(Stored data entries)
-- Opening Marker --

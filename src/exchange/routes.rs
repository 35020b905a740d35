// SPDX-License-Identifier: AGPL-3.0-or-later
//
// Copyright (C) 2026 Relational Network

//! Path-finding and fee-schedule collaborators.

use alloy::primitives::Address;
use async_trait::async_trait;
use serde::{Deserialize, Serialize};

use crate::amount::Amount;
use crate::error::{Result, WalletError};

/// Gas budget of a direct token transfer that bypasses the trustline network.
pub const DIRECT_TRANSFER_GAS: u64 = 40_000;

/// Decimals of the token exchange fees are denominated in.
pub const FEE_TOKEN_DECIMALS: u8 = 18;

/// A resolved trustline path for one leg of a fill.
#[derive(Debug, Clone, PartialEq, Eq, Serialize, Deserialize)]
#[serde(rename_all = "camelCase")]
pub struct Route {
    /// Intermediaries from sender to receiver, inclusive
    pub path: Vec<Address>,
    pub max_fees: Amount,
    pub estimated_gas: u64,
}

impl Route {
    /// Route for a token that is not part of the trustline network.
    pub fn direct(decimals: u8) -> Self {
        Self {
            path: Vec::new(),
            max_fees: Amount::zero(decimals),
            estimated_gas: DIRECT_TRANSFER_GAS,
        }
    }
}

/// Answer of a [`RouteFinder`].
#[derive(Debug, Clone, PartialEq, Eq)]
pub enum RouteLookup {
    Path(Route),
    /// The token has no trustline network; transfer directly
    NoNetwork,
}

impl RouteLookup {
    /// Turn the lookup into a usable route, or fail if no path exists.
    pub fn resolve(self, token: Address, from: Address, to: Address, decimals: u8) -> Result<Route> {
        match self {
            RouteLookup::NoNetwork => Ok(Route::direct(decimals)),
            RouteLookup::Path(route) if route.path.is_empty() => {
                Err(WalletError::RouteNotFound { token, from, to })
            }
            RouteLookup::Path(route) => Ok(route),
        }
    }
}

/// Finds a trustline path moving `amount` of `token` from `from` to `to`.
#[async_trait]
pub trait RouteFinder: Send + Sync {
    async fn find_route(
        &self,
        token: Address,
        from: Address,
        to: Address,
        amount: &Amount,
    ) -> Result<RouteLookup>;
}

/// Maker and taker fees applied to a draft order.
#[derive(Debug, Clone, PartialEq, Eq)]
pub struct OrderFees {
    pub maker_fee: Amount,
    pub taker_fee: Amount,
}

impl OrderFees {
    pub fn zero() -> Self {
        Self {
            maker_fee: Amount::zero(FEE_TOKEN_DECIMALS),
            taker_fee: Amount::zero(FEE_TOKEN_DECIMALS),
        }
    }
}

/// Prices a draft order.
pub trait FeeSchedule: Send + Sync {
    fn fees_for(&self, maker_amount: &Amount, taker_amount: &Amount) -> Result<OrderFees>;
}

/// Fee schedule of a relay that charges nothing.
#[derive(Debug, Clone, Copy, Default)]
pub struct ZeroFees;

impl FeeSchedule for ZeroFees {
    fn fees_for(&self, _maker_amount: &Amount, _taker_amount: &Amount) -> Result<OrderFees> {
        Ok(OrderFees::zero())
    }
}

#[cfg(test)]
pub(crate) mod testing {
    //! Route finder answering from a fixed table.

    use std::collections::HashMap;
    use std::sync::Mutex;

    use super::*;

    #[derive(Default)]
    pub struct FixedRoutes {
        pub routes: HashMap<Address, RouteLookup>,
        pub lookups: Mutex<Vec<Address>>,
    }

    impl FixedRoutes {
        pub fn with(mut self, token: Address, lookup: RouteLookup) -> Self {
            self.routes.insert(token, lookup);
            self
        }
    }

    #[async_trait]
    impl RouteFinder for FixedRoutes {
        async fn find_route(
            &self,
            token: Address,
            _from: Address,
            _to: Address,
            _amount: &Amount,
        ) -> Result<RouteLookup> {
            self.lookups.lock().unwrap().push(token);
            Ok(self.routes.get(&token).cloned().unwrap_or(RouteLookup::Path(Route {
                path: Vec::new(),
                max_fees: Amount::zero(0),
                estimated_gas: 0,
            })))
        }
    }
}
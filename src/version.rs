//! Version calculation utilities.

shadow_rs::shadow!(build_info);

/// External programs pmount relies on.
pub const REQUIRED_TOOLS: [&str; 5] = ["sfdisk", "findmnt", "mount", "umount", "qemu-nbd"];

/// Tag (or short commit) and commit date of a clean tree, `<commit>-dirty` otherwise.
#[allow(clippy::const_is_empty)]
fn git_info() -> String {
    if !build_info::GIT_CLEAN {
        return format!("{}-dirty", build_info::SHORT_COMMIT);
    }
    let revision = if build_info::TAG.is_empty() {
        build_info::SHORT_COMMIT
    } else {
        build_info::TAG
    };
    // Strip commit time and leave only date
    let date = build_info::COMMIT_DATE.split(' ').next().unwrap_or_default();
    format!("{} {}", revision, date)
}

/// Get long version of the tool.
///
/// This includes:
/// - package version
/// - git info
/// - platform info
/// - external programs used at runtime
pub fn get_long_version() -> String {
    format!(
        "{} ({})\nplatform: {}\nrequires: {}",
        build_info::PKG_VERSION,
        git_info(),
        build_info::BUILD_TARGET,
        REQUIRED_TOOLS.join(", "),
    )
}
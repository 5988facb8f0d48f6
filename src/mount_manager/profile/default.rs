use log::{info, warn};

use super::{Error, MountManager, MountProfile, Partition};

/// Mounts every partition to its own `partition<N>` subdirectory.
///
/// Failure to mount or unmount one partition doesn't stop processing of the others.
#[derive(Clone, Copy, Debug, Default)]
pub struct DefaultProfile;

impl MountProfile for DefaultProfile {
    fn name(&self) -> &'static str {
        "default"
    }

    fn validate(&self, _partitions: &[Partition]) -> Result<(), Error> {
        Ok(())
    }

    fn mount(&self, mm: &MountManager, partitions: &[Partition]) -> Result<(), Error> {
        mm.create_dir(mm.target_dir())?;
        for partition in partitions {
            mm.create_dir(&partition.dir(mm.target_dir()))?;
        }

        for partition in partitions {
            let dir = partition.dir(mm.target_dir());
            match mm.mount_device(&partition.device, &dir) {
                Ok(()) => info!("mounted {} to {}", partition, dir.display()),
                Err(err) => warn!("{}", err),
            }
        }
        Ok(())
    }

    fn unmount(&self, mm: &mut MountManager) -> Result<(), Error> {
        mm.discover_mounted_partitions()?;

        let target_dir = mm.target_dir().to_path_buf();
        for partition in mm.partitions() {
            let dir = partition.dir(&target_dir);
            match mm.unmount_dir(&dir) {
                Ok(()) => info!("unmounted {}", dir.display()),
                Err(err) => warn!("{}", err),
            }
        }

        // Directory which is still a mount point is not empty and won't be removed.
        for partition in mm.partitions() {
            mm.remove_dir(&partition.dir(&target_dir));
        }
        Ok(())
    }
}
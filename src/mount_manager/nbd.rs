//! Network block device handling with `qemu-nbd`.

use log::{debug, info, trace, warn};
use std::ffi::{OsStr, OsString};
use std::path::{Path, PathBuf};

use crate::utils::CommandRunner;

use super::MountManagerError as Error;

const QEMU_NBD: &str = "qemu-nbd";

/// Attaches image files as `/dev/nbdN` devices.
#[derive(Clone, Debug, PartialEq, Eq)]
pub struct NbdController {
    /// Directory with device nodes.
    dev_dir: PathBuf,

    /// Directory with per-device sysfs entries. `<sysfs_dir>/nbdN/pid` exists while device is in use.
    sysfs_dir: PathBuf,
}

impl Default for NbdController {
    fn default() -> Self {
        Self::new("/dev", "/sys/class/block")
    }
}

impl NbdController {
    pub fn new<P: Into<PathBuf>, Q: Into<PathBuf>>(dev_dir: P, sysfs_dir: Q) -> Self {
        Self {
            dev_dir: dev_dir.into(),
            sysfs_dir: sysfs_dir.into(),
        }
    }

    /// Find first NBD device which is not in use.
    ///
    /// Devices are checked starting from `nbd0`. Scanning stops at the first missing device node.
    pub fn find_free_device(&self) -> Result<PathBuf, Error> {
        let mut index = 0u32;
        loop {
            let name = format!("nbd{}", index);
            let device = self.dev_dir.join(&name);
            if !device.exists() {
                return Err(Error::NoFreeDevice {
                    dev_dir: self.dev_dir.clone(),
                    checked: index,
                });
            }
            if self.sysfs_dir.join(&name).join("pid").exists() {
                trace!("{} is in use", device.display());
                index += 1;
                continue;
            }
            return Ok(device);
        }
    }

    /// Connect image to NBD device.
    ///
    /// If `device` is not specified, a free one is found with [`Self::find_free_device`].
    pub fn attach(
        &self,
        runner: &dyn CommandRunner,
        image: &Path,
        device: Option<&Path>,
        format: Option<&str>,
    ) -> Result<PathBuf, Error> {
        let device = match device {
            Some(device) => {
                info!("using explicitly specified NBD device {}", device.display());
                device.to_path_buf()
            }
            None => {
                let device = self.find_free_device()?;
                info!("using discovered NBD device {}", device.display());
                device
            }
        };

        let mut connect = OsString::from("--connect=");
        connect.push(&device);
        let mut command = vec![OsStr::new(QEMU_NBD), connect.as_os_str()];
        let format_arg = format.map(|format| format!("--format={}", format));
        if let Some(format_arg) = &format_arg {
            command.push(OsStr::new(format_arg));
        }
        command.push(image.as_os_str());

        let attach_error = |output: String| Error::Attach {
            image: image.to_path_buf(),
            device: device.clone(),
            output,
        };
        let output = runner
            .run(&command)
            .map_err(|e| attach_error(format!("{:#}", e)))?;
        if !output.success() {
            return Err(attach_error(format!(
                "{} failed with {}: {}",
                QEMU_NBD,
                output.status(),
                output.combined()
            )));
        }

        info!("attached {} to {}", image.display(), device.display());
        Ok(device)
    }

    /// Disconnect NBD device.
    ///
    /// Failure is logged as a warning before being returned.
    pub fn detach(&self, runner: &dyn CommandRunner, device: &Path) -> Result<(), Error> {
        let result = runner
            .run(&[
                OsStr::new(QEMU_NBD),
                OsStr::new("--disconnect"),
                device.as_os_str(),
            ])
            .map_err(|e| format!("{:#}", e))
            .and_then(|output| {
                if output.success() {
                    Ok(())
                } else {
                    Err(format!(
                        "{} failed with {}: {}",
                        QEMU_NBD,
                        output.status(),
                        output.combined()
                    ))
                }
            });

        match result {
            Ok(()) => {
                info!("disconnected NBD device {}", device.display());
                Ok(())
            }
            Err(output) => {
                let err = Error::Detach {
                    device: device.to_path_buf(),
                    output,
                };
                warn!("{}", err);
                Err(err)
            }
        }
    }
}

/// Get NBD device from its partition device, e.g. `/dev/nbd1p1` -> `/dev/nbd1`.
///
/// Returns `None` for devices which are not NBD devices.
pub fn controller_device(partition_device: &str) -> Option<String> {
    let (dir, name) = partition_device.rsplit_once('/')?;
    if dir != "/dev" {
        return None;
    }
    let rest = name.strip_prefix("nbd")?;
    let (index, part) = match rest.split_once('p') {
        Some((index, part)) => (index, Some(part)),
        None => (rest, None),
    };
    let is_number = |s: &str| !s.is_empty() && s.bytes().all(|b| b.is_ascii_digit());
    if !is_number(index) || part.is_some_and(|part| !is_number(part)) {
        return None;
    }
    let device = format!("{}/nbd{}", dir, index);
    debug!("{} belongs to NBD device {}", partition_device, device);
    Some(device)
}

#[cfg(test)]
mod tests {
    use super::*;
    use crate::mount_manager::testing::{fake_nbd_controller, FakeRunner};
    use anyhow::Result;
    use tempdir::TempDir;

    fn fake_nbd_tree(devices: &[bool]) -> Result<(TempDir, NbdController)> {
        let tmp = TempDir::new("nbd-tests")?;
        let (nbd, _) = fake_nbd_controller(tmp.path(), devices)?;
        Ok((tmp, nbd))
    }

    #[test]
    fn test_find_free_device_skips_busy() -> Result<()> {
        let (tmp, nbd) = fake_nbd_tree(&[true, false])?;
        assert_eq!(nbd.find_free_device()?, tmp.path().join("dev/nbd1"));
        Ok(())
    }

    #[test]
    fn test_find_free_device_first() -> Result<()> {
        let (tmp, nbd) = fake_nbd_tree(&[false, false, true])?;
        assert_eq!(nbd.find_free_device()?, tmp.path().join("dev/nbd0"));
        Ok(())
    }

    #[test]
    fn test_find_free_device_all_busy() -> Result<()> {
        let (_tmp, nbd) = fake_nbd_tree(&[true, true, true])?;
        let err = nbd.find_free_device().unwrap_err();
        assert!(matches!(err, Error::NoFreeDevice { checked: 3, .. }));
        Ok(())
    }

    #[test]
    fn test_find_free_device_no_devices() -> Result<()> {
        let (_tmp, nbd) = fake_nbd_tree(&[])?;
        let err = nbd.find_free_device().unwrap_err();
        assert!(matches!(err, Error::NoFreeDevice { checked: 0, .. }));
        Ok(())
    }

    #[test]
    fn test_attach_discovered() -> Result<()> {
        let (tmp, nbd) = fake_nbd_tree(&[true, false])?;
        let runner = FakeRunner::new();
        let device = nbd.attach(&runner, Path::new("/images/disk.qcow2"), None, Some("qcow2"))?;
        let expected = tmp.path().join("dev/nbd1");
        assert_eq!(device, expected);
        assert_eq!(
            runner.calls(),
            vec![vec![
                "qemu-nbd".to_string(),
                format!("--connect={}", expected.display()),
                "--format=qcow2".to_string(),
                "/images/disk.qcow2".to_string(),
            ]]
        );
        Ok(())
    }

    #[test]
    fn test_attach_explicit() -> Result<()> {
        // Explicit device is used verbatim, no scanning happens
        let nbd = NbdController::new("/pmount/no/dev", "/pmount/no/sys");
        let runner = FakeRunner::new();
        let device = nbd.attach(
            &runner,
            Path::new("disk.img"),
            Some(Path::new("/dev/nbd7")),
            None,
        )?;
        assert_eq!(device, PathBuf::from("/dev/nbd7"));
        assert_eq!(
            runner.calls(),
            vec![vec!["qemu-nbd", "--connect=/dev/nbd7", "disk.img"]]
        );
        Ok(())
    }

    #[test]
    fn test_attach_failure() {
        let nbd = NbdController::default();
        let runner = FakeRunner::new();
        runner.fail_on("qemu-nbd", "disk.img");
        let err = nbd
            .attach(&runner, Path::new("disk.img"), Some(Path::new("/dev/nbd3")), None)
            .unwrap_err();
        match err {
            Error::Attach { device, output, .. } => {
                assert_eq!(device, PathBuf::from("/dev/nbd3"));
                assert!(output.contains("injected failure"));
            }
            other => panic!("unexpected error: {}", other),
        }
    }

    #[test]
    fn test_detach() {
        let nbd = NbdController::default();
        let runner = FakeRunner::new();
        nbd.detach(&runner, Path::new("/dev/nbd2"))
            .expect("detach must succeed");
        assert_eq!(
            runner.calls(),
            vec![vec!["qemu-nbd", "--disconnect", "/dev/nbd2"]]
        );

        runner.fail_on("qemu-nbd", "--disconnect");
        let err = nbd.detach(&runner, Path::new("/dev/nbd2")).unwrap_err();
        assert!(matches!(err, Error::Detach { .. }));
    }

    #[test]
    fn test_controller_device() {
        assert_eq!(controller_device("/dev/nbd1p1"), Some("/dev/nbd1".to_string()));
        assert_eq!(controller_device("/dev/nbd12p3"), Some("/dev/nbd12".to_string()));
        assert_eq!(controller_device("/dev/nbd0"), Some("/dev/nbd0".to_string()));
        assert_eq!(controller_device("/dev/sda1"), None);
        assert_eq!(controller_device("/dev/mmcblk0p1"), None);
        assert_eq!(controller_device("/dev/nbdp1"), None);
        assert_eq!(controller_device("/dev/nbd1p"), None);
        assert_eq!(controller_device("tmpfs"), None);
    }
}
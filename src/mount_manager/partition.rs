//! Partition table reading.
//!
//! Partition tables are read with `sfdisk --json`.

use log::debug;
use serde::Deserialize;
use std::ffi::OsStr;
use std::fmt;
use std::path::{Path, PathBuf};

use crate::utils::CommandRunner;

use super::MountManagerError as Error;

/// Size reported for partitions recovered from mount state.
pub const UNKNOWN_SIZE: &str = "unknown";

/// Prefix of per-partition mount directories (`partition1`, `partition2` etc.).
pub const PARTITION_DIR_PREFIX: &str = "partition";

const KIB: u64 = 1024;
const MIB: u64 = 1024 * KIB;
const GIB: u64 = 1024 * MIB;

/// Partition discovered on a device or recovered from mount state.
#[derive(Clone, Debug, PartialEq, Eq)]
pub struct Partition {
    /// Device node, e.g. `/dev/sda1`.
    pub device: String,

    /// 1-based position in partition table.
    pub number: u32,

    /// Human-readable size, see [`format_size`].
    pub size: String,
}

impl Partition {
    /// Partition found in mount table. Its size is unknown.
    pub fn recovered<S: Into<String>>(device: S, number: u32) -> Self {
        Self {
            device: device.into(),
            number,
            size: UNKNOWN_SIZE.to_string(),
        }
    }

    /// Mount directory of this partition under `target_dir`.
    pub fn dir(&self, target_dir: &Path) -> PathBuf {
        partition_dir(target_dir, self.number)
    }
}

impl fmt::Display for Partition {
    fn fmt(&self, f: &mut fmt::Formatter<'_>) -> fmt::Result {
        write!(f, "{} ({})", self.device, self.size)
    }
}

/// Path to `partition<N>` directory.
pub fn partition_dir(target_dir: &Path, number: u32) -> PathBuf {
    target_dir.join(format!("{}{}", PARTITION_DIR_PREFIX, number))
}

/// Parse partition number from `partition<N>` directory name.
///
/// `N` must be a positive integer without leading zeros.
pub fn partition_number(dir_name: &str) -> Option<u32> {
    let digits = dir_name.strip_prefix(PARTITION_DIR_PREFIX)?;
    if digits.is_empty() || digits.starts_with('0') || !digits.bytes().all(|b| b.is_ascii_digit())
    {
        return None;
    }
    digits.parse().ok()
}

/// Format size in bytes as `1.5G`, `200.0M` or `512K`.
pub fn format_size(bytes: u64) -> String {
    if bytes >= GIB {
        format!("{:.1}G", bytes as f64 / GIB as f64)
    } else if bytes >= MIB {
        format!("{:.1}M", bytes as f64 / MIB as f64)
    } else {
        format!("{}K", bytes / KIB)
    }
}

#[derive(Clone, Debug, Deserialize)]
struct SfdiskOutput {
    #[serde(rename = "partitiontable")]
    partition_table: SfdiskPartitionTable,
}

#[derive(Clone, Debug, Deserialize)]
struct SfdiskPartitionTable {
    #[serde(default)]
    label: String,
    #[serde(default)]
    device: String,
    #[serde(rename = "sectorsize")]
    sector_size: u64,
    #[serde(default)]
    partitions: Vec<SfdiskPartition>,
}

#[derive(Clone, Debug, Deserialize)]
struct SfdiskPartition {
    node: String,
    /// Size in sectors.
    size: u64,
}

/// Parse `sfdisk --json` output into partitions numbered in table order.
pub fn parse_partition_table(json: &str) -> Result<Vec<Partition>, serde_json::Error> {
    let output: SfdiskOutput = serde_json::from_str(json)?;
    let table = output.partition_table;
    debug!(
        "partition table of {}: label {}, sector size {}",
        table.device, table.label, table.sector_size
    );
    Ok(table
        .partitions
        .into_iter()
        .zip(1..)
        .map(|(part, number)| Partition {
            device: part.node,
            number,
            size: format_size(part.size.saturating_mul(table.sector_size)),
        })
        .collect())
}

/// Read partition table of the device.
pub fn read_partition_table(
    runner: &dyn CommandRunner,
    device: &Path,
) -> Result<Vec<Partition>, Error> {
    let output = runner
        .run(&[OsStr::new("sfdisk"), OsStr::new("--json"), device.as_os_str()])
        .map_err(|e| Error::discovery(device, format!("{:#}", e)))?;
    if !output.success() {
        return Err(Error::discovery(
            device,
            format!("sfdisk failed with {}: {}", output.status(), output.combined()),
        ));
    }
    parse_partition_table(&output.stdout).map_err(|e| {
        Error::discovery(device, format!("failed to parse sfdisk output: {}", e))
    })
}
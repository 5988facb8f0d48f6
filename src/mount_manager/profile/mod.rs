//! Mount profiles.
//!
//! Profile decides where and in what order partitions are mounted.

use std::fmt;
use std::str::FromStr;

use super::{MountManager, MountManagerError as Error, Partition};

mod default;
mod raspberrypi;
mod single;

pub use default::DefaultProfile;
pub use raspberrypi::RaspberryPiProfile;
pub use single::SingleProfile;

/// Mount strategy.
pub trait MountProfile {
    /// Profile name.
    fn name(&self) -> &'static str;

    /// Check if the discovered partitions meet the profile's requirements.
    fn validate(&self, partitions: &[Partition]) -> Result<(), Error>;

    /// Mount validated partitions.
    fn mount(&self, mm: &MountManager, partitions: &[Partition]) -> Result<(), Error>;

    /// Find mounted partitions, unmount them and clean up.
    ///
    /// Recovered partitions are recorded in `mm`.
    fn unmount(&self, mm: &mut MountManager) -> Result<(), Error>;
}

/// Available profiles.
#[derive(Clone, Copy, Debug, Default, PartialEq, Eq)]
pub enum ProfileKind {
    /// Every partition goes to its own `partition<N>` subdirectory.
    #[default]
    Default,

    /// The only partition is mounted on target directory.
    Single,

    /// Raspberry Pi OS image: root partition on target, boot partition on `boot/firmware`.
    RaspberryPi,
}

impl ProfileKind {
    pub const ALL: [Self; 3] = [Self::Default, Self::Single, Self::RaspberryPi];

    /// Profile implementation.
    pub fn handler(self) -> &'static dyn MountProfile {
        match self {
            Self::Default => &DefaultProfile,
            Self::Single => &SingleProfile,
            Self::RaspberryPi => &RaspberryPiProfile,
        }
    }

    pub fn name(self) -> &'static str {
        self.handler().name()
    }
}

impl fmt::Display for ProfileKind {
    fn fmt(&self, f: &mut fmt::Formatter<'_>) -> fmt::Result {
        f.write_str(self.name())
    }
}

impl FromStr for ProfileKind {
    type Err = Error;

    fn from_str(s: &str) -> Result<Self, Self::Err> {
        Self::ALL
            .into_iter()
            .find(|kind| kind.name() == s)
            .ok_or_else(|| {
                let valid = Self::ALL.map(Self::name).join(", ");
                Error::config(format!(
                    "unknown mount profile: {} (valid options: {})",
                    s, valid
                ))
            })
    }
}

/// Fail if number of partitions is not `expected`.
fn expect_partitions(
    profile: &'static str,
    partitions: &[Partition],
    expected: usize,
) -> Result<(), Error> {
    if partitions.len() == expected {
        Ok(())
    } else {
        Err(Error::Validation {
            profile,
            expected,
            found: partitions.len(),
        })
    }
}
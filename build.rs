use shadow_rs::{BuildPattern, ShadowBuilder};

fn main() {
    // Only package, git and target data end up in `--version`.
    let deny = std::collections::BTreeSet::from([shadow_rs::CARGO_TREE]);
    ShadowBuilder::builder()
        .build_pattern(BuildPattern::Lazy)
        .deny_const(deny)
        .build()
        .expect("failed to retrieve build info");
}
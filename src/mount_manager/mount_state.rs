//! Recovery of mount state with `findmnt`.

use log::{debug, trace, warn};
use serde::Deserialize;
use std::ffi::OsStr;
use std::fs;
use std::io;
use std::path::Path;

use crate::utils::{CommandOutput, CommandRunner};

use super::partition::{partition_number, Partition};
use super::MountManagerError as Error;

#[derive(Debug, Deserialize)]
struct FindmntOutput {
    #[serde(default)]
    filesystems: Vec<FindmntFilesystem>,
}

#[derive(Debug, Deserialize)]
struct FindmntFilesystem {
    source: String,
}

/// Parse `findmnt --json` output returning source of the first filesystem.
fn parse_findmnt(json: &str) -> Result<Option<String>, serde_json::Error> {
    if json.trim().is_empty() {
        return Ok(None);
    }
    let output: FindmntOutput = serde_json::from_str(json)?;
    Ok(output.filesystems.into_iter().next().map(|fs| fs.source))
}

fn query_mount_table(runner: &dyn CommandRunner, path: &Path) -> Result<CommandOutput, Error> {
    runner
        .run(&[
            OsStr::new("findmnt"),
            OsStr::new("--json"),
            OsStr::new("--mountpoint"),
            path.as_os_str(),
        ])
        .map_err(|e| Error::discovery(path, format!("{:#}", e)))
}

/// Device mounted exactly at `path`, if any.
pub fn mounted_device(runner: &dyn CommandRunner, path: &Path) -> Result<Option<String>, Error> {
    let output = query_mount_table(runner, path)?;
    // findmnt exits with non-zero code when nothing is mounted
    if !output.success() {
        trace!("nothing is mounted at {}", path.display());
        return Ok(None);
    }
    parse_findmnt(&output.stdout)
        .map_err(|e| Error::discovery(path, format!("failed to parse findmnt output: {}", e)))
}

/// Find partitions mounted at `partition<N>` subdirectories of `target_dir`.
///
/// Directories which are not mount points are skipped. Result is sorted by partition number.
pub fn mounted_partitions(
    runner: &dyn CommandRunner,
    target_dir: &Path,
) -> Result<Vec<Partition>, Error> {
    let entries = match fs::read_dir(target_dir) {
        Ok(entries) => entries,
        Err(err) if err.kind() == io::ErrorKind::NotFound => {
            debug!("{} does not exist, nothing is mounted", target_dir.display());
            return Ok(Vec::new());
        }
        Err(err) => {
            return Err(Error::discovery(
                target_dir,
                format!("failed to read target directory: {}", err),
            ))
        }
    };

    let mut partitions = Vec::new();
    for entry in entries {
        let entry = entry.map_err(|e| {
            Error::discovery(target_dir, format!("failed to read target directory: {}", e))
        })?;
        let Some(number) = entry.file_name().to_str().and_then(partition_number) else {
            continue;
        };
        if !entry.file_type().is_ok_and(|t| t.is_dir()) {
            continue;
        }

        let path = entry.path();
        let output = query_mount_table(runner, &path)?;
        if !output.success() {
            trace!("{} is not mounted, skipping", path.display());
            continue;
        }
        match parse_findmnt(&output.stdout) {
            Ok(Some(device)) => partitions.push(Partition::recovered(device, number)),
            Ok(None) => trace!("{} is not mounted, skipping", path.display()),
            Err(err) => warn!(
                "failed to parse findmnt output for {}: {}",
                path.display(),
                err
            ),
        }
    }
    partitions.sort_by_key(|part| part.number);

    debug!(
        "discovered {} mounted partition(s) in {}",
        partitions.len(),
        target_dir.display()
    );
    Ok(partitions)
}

-- Closing Marker --

DIRECTIONS -> Check each line of the data for "SfdiskOutput". Copy the lines where it turns up.

RESPONSE BELOW ->
struct SfdiskOutput {
    let output: SfdiskOutput = serde_json::from_str(json)?;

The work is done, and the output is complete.